UKC

Dave Macleod Climbs Another 8c+

© Hot Aches
In October 2006 Dave Macleod climbed Bodyswerve 8c at the Anvil a huge (30m high) schist boulder in the woods on a remote peninsula on the east bank of Loch Goil (Argyll and Bute), in Scotland. Before that he made the first ascent of what is considered by many to be the hardest non-bolt protected rock climb in the world, Dumbarton Rock's, Rhapsody, the UK's first E11 celebrated in the Hot Aches film (website) the eponymously named, E11.

After Rhapsody and Bodyswerve he spent time doing a , "stack load(s) of work to get on a financial even keel again" including lecturing, writing and coaching, but the pull of the next climbing challenge was strong and he had to attempt a climb that would, "find out if Rhapsody was 8c+ for physical difficulty."

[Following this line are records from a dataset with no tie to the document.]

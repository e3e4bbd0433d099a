//! Index candidate extraction.
//!
//! Walks a condition tree and collects the `(table, column)` pairs a policy
//! filters on per row: equality against a dynamic value (a context value,
//! another column, a raw expression), `IN (SELECT ...)` columns, and the keys
//! used by membership helpers. Equality against constants is not indexed.
//! Aliases are resolved to table names the same way reference validation
//! tracks them.

use rowguard_core::DialectConfig;

use crate::condition::{ComparisonOp, Condition, FunctionArg, Membership};
use crate::error::RlsError;
use crate::escape::{escape_identifier, escape_qualified, sanitize_identifier_name};
use crate::helper::{Helper, USER_ID_COLUMN};
use crate::subquery::SubqueryDefinition;
use crate::value::{ColumnRef, SqlValue};

/// Table → columns worth indexing, in discovery order, without duplicates.
#[derive(Debug, Clone, Default, PartialEq, Eq)]
pub struct IndexCandidates {
    tables: Vec<(String, Vec<String>)>,
}

impl IndexCandidates {
    pub fn new() -> Self {
        Self::default()
    }

    /// Record a pair. Returns false if it was already present.
    pub fn insert(&mut self, table: &str, column: &str) -> bool {
        let position = match self.tables.iter().position(|(name, _)| name == table) {
            Some(position) => position,
            None => {
                self.tables.push((table.to_string(), Vec::new()));
                self.tables.len() - 1
            }
        };
        let columns = &mut self.tables[position].1;
        if columns.iter().any(|existing| existing == column) {
            return false;
        }
        columns.push(column.to_string());
        true
    }

    /// Merge another set, keeping this set's order first.
    pub fn extend(&mut self, other: &IndexCandidates) {
        for (table, column) in other.pairs() {
            self.insert(table, column);
        }
    }

    pub fn columns(&self, table: &str) -> Option<&[String]> {
        self.tables
            .iter()
            .find(|(name, _)| name == table)
            .map(|(_, columns)| columns.as_slice())
    }

    pub fn pairs(&self) -> impl Iterator<Item = (&str, &str)> {
        self.tables.iter().flat_map(|(table, columns)| {
            columns
                .iter()
                .map(move |column| (table.as_str(), column.as_str()))
        })
    }

    pub fn len(&self) -> usize {
        self.tables.iter().map(|(_, columns)| columns.len()).sum()
    }

    pub fn is_empty(&self) -> bool {
        self.len() == 0
    }

    /// One `CREATE INDEX IF NOT EXISTS` statement per pair.
    pub fn to_statements(&self, dialect: &DialectConfig) -> Result<Vec<String>, RlsError> {
        self.pairs()
            .map(|(table, column)| {
                let name = sanitize_identifier_name(
                    &format!("idx_{}_{}", table, column),
                    dialect.max_identifier_length,
                )?;
                Ok(format!(
                    "CREATE INDEX IF NOT EXISTS {} ON {} ({});",
                    escape_identifier(&name),
                    escape_qualified(table),
                    escape_identifier(column)
                ))
            })
            .collect()
    }
}

/// Collect index candidates from `condition`, resolving unqualified columns
/// against `base_table`.
pub fn extract_index_columns(condition: &Condition, base_table: &str) -> IndexCandidates {
    let mut extractor = IndexExtractor {
        scopes: vec![TableScope {
            current: base_table.to_string(),
            aliases: Vec::new(),
        }],
        candidates: IndexCandidates::new(),
    };
    extractor.condition(condition);
    extractor.candidates
}

struct TableScope {
    current: String,
    /// alias → table
    aliases: Vec<(String, String)>,
}

struct IndexExtractor {
    scopes: Vec<TableScope>,
    candidates: IndexCandidates,
}

impl IndexExtractor {
    fn resolve(&self, column: &ColumnRef) -> (String, String) {
        let table = match column.qualifier() {
            Some(qualifier) => self
                .scopes
                .iter()
                .rev()
                .flat_map(|scope| scope.aliases.iter())
                .find(|(alias, _)| alias == qualifier)
                .map(|(_, table)| table.clone())
                .unwrap_or_else(|| qualifier.to_string()),
            None => self
                .scopes
                .last()
                .map(|scope| scope.current.clone())
                .unwrap_or_default(),
        };
        (table, column.name().to_string())
    }

    fn record(&mut self, column: &ColumnRef) {
        let (table, name) = self.resolve(column);
        self.candidates.insert(&table, &name);
    }

    fn subquery(&mut self, subquery: &SubqueryDefinition) {
        let mut aliases = Vec::new();
        for table in
            std::iter::once(&subquery.from).chain(subquery.joins.iter().map(|j| &j.table))
        {
            if let Some(alias) = &table.alias {
                aliases.push((alias.clone(), table.name.clone()));
            }
        }
        self.scopes.push(TableScope {
            current: subquery.from.name.clone(),
            aliases,
        });
        for join in &subquery.joins {
            self.condition(&join.on);
        }
        if let Some(filter) = &subquery.filter {
            self.condition(filter);
        }
        self.scopes.pop();
    }

    fn condition(&mut self, condition: &Condition) {
        match condition {
            Condition::Comparison { column, op, value } => {
                if *op == ComparisonOp::Eq && value.is_dynamic() {
                    self.record(column);
                }
                if let SqlValue::Condition(nested) = value {
                    self.condition(nested);
                }
            }
            Condition::Membership {
                column,
                membership: Membership::InSubquery(subquery),
            }
            | Condition::Subquery { column, subquery } => {
                self.record(column);
                self.subquery(subquery);
            }
            Condition::Membership { .. }
            | Condition::Pattern { .. }
            | Condition::NullCheck { .. } => {}
            Condition::Logical { conditions, .. } => {
                conditions.iter().for_each(|child| self.condition(child));
            }
            Condition::Function { args, .. } => {
                for arg in args {
                    match arg {
                        FunctionArg::Condition(nested) => self.condition(nested),
                        FunctionArg::Value(SqlValue::Condition(nested)) => self.condition(nested),
                        FunctionArg::Identifier(_) | FunctionArg::Value(_) => {}
                    }
                }
            }
            Condition::Helper(Helper::IsMemberOf {
                join_table,
                foreign_key,
                local_key,
            }) => {
                self.record(local_key);
                self.candidates.insert(join_table, foreign_key);
                self.candidates.insert(join_table, USER_ID_COLUMN);
            }
            Condition::Helper(Helper::HasRole { .. } | Helper::AlwaysTrue) => {}
            Condition::Context(_) => {}
        }
    }
}

#[cfg(test)]
mod tests {
    use super::*;
    use crate::subquery::{from_as, JoinKind};
    use crate::value::{column, current_user_id, raw};
    use pretty_assertions::assert_eq;

    fn pairs(candidates: &IndexCandidates) -> Vec<(String, String)> {
        candidates
            .pairs()
            .map(|(t, c)| (t.to_string(), c.to_string()))
            .collect()
    }

    fn pair(table: &str, column: &str) -> (String, String) {
        (table.to_string(), column.to_string())
    }

    #[test]
    fn test_dynamic_equality_is_indexed() {
        let candidates =
            extract_index_columns(&column("user_id").eq(current_user_id()), "documents");
        assert_eq!(pairs(&candidates), vec![pair("documents", "user_id")]);
    }

    #[test]
    fn test_constant_equality_is_not_indexed() {
        let candidates = extract_index_columns(&column("status").eq("active"), "documents");
        assert!(candidates.is_empty());
    }

    #[test]
    fn test_non_equality_is_not_indexed() {
        let candidates = extract_index_columns(&column("created_at").gt(raw("NOW()")), "documents");
        assert!(candidates.is_empty());
    }

    #[test]
    fn test_function_value_conditions_are_walked() {
        let nested = SqlValue::from(column("owner_id").eq(current_user_id()));
        let condition = Condition::function(
            "coalesce",
            [FunctionArg::Value(nested), FunctionArg::from("false")],
        );
        let candidates = extract_index_columns(&condition, "documents");
        assert_eq!(pairs(&candidates), vec![pair("documents", "owner_id")]);
    }

    #[test]
    fn test_flattened_group_collects_all_columns() {
        let condition = column("user_id")
            .is_owner()
            .and(column("tenant_id").belongs_to_tenant())
            .and(column("status").eq("active"));
        let candidates = extract_index_columns(&condition, "documents");
        assert_eq!(
            pairs(&candidates),
            vec![pair("documents", "user_id"), pair("documents", "tenant_id")]
        );
    }

    #[test]
    fn test_duplicates_are_removed() {
        let condition = column("user_id")
            .is_owner()
            .or(column("user_id").eq(raw("current_setting('app.delegate')::uuid")));
        let candidates = extract_index_columns(&condition, "documents");
        assert_eq!(candidates.len(), 1);
    }

    #[test]
    fn test_is_member_of_indexes_both_sides() {
        let condition = column("org_id").is_member_of("org_members", "org_id");
        let candidates = extract_index_columns(&condition, "projects");
        assert_eq!(
            pairs(&candidates),
            vec![
                pair("projects", "org_id"),
                pair("org_members", "org_id"),
                pair("org_members", "user_id"),
            ]
        );
    }

    #[test]
    fn test_subquery_aliases_resolved() {
        let subquery = from_as("projects", "p")
            .join_as("members", "m", column("m.project_id").eq(column("p.id")), JoinKind::Inner)
            .unwrap()
            .filter(column("m.user_id").eq(current_user_id()))
            .unwrap()
            .select(["p.id"])
            .build();
        let condition = column("project_id").in_subquery(subquery);
        let candidates = extract_index_columns(&condition, "tasks");
        assert_eq!(
            pairs(&candidates),
            vec![
                pair("tasks", "project_id"),
                pair("members", "project_id"),
                pair("members", "user_id"),
            ]
        );
    }

    #[test]
    fn test_user_belongs_to_indexes_membership_table() {
        let condition = column("team_id").user_belongs_to("team_members", None);
        let candidates = extract_index_columns(&condition, "documents");
        assert_eq!(
            pairs(&candidates),
            vec![pair("documents", "team_id"), pair("team_members", "user_id")]
        );
    }

    #[test]
    fn test_statements() {
        let candidates = extract_index_columns(&column("user_id").is_owner(), "documents");
        let statements = candidates.to_statements(&DialectConfig::default()).unwrap();
        assert_eq!(
            statements,
            vec!["CREATE INDEX IF NOT EXISTS idx_documents_user_id ON documents (user_id);"]
        );
    }

    #[test]
    fn test_statement_for_quoted_table() {
        let mut candidates = IndexCandidates::new();
        candidates.insert("Audit-Log", "actor_id");
        let statements = candidates.to_statements(&DialectConfig::default()).unwrap();
        assert_eq!(
            statements,
            vec!["CREATE INDEX IF NOT EXISTS idx_audit_log_actor_id ON \"Audit-Log\" (actor_id);"]
        );
    }

    #[test]
    fn test_extend_keeps_order_and_dedupes() {
        let mut first = IndexCandidates::new();
        first.insert("a", "x");
        let mut second = IndexCandidates::new();
        second.insert("a", "x");
        second.insert("b", "y");
        first.extend(&second);
        assert_eq!(pairs(&first), vec![pair("a", "x"), pair("b", "y")]);
        assert_eq!(first.columns("a"), Some(&["x".to_string()][..]));
    }
}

Dave spent some time trying L'odi Social a confirmed 8c+ at Campi Qui, Siurana (database) in Spain. Success initially aluded him due to lack of fitness, but on his third week-long trip there this year with his wife Claire, Dave clipped the anchors and he is sure that Rhapsody is of a similar physical difficulty, 8c+ to L'odi Social

Dave, at his blog (click here), writes of future climbing opportunities:

"As always when I get the opportunity to climb in famous sport climbing venues, I was both humbled and inspired by the performances of the world class sport climbers also out there. Of course, I am never satisfied, and breaking a new grade always leads to thoughts and plans of breaking the next one! With every grade higher you get, it becomes clearer that you are only limited by your desire to see if you can go further. I think that I have the motivation and possibly the resources to hand to work towards 9a. I am under no illusion that it will take some very significant changes in my habits to make it happen. I am psyched to have a go and see how I get on. I have to be careful though because my goals in winter climbing, trad climbing and bouldering are also high and will need work of a similar magnitude."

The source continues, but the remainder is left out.